When I built my Valiant, I opted for a 3.73 Dana Power-Lok posi diff. But now I'm getting a little tired of my engine having to rev so high on the freeway. So I'd like to replace the ring and pinion with a higher overall (numerically lower) ratio, but after spending so damned much money on the Power-Lok, I want to go cheap!

The car is a '62 Valiant with a 408 having 10.5:1 compression and what we used to call a "292 degree" cam (before the days of measuring duration at .050"). ThermoQuad carb.

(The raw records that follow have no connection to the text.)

//! Behaviour-driven tests for the install pipeline.
//!
//! Archives are served from memory by `MapDownloader`, so the scenarios
//! exercise selection, verification, extraction, placement and the
//! acceptance check without network access. Tests use the rstest-bdd v0.5.0
//! mutable world pattern.

use camino::Utf8PathBuf;
use oclean_installer::acceptance::{
    AcceptanceError, AcceptanceReport, DEFAULT_ACCEPTANCE_TIMEOUT, run_acceptance_check,
};
use oclean_installer::artefact::error::ArtefactError;
use oclean_installer::artefact::extraction::GzipExtractor;
use oclean_installer::artefact::platform::Platform;
use oclean_installer::artefact::target::TargetTriple;
use oclean_installer::artefact::verification::VerificationError;
use oclean_installer::artefact::version::ReleaseVersion;
use oclean_installer::catalog::ReleaseCatalog;
use oclean_installer::error::InstallerError;
use oclean_installer::install::{InstallRequest, install_release_with, upgrade_with};
use oclean_installer::receipt::InstallReceipt;
use oclean_installer::test_utils::{
    CatalogEntry, MapDownloader, catalog_toml, fake_binary_script, oclean_archive,
};
use rstest::fixture;
use rstest_bdd_macros::{given, scenario, then, when};
use std::time::Duration;

// ---------------------------------------------------------------------------
// World
// ---------------------------------------------------------------------------

struct InstallWorld {
    _temp: tempfile::TempDir,
    bin_dir: Utf8PathBuf,
    receipt_path: Utf8PathBuf,
    entries: Vec<CatalogEntry>,
    downloader: MapDownloader,
    platform: Option<Platform>,
    outcome: Option<Result<(), InstallerError>>,
    acceptance: Option<Result<AcceptanceReport, AcceptanceError>>,
}

impl InstallWorld {
    fn binary_path(&self) -> Utf8PathBuf {
        self.bin_dir.join("oclean")
    }

    fn catalog(&self) -> ReleaseCatalog {
        ReleaseCatalog::parse(&catalog_toml(&self.entries)).expect("world catalog")
    }

    fn request<'a>(
        &'a self,
        catalog: &'a ReleaseCatalog,
        version: Option<ReleaseVersion>,
    ) -> InstallRequest<'a> {
        InstallRequest {
            catalog,
            version,
            platform: self.platform.expect("host platform set"),
            bin_dir: &self.bin_dir,
            receipt_path: &self.receipt_path,
            download_timeout: Duration::from_secs(1),
            quiet: true,
        }
    }

    fn error(&self) -> &InstallerError {
        match self.outcome.as_ref().expect("an install was attempted") {
            Ok(()) => panic!("expected the installation to fail"),
            Err(err) => err,
        }
    }
}

#[fixture]
fn world() -> InstallWorld {
    let temp = tempfile::tempdir().expect("temp dir");
    let root = Utf8PathBuf::from_path_buf(temp.path().to_path_buf()).expect("utf-8 temp path");
    InstallWorld {
        _temp: temp,
        bin_dir: root.join("bin"),
        receipt_path: root.join("data").join("install-receipt.json"),
        entries: Vec::new(),
        downloader: MapDownloader::new(),
        platform: None,
        outcome: None,
        acceptance: None,
    }
}

// ---------------------------------------------------------------------------
// Step definitions
// ---------------------------------------------------------------------------

#[given("a catalog publishing \"{version}\" for \"{target}\"")]
fn given_catalog_publishing(world: &mut InstallWorld, version: String, target: String) {
    let archive = oclean_archive(&version);
    let entry = CatalogEntry::for_archive(&version, &target, &archive);
    world.downloader.serve(entry.url.clone(), archive);
    world.entries.push(entry);
}

#[given("the host platform is \"{target}\"")]
fn given_host_platform(world: &mut InstallWorld, target: String) {
    let triple = TargetTriple::try_from(target).expect("test triple");
    world.platform = Some(triple.platform());
}

#[given("an existing oclean binary")]
fn given_existing_binary(world: &mut InstallWorld) {
    std::fs::create_dir_all(&world.bin_dir).expect("bin dir");
    std::fs::write(world.binary_path(), b"previous").expect("seed binary");
}

#[given("the published archive has been tampered with")]
fn given_tampered_archive(world: &mut InstallWorld) {
    for entry in &world.entries {
        world.downloader.serve(entry.url.clone(), b"tampered".to_vec());
    }
}

#[given("release \"{version}\" is installed")]
fn given_release_installed(world: &mut InstallWorld, version: String) {
    let catalog = world.catalog();
    let version: ReleaseVersion = version.parse().expect("test version");
    install_release_with(
        &world.request(&catalog, Some(version)),
        &world.downloader,
        &GzipExtractor,
        &mut Vec::new(),
    )
    .expect("initial install");
}

#[given("an installed binary without a version")]
fn given_versionless_binary(world: &mut InstallWorld) {
    std::fs::create_dir_all(&world.bin_dir).expect("bin dir");
    std::fs::write(world.binary_path(), fake_binary_script(None)).expect("write script");
    #[cfg(unix)]
    {
        use std::os::unix::fs::PermissionsExt;
        std::fs::set_permissions(world.binary_path(), std::fs::Permissions::from_mode(0o755))
            .expect("chmod script");
    }
}

#[when("the latest release is installed")]
fn when_latest_installed(world: &mut InstallWorld) {
    let catalog = world.catalog();
    let result = install_release_with(
        &world.request(&catalog, None),
        &world.downloader,
        &GzipExtractor,
        &mut Vec::new(),
    )
    .map(|_| ());
    world.outcome = Some(result);
}

#[when("the installation is upgraded")]
fn when_upgraded(world: &mut InstallWorld) {
    let catalog = world.catalog();
    let result = upgrade_with(
        &world.request(&catalog, None),
        &world.downloader,
        &GzipExtractor,
        &mut Vec::new(),
    )
    .map(|_| ());
    world.outcome = Some(result);
}

#[when("the acceptance check runs")]
fn when_acceptance_runs(world: &mut InstallWorld) {
    world.acceptance = Some(run_acceptance_check(
        &world.binary_path(),
        DEFAULT_ACCEPTANCE_TIMEOUT,
    ));
}

#[then("the installation succeeds")]
fn then_installation_succeeds(world: &mut InstallWorld) {
    let outcome = world.outcome.as_ref().expect("an install was attempted");
    assert!(outcome.is_ok(), "install failed: {outcome:?}");
}

#[then("the installed binary reports version \"{version}\"")]
fn then_binary_reports_version(world: &mut InstallWorld, version: String) {
    let report = run_acceptance_check(&world.binary_path(), DEFAULT_ACCEPTANCE_TIMEOUT)
        .expect("acceptance check passes");
    assert_eq!(report.version, version);
}

#[then("the receipt records version \"{version}\"")]
fn then_receipt_records_version(world: &mut InstallWorld, version: String) {
    let receipt = InstallReceipt::load(&world.receipt_path)
        .expect("readable receipt")
        .expect("receipt present");
    assert_eq!(receipt.version.to_string(), version);
}

#[then("installation fails with an unsupported platform error")]
fn then_unsupported_platform(world: &mut InstallWorld) {
    let err = world.error();
    assert!(
        matches!(
            err,
            InstallerError::Artefact(ArtefactError::UnsupportedPlatform { .. })
        ),
        "unexpected error: {err}"
    );
}

#[then("nothing was downloaded")]
fn then_nothing_downloaded(world: &mut InstallWorld) {
    assert!(world.downloader.requests().is_empty());
}

#[then("no binary is installed")]
fn then_no_binary(world: &mut InstallWorld) {
    assert!(!world.binary_path().exists());
    assert!(!world.receipt_path.exists());
}

#[then("installation fails with a checksum mismatch")]
fn then_checksum_mismatch(world: &mut InstallWorld) {
    let err = world.error();
    assert!(
        matches!(
            err,
            InstallerError::Verification(VerificationError::ChecksumMismatch { .. })
        ),
        "unexpected error: {err}"
    );
}

#[then("the existing binary is untouched")]
fn then_existing_untouched(world: &mut InstallWorld) {
    let contents = std::fs::read(world.binary_path()).expect("binary still present");
    assert_eq!(contents, b"previous");
}

#[then("the acceptance check fails for a missing version")]
fn then_acceptance_fails(world: &mut InstallWorld) {
    let result = world.acceptance.as_ref().expect("acceptance check ran");
    assert!(
        matches!(result, Err(AcceptanceError::NoVersion { .. })),
        "unexpected result: {result:?}"
    );
}

#[then("the binary is still installed")]
fn then_binary_still_installed(world: &mut InstallWorld) {
    assert!(world.binary_path().is_file());
}

// ---------------------------------------------------------------------------
// Scenario bindings
// ---------------------------------------------------------------------------

#[cfg(unix)]
#[scenario(
    path = "tests/features/install.feature",
    name = "Install the latest release on a supported platform"
)]
fn scenario_install_supported(world: InstallWorld) {
    let _ = world;
}

#[scenario(
    path = "tests/features/install.feature",
    name = "Refuse a platform the release does not publish"
)]
fn scenario_refuse_unpublished_platform(world: InstallWorld) {
    let _ = world;
}

#[scenario(
    path = "tests/features/install.feature",
    name = "Abort on checksum mismatch and keep the existing binary"
)]
fn scenario_checksum_mismatch(world: InstallWorld) {
    let _ = world;
}

#[cfg(unix)]
#[scenario(
    path = "tests/features/install.feature",
    name = "Upgrade from 0.1.0 to 0.1.1"
)]
fn scenario_upgrade(world: InstallWorld) {
    let _ = world;
}

#[cfg(unix)]
#[scenario(
    path = "tests/features/install.feature",
    name = "Acceptance check rejects a binary without a version"
)]
fn scenario_acceptance_rejects_versionless(world: InstallWorld) {
    let _ = world;
}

How can I get into some new ratio cheaply, and what ratio would you recommend for lower RPMs and better mileage? It can be an open diff. It doesn't have to be a posi.
 
get another open chunk with gears you need (SWAP PIGS AS NEEDED)
i have FOR SALE
741 case 3.23 gear chunk
489 case 3.23 gear chunk
742 case 2.76 gear chunk

i'm a good trip away though, but you may be able to find fabo members closer to ya that can sell ya one.
 
With that cam, there is no mileage.
Is it a pure cam?

The easy way is to order one from a place like Randy's ring and pinion a s drop it in.

The cheapest way is to our use the parts and do it yourself.
 
"292" could mean anything from 230 @ .050 to 250 @ .050. That's the bad part. How radical an idle does it have? I think rumblefish meant purple cam. If you have the 292 purple cam, he's right. No amount of gear change is gonna help a lot. If you can give us maybe duration @ .050 numbers........

The bad thing is if the cam is stout @ .050, regearing to even say a 3.55 might make it a slug on the bottom end. It all depends.
 
It has a Comp Cams no. 20-243-4, which has 244 degrees of duration and .334" of lift at .050". The total lift at .006" is .501", with 292 degrees of duration. I'm running "J" heads that have been ported just about as much as possible, and the 2.02" intake valves. I guess there's no way I'm going to get any economy with an engine like that, is there?

And yet, Cadillac improved its gas mileage when they went to higher-compression engines in the late '50s. I suppose it all depends on the cam profile.
 
I think you've answered your own question. If the purpose of wanting to regear is economy, pretty much, it ain't gonna happen. Now an OD transmission on the other hand would help, but IMO it's not gonna help enough to justify the cost.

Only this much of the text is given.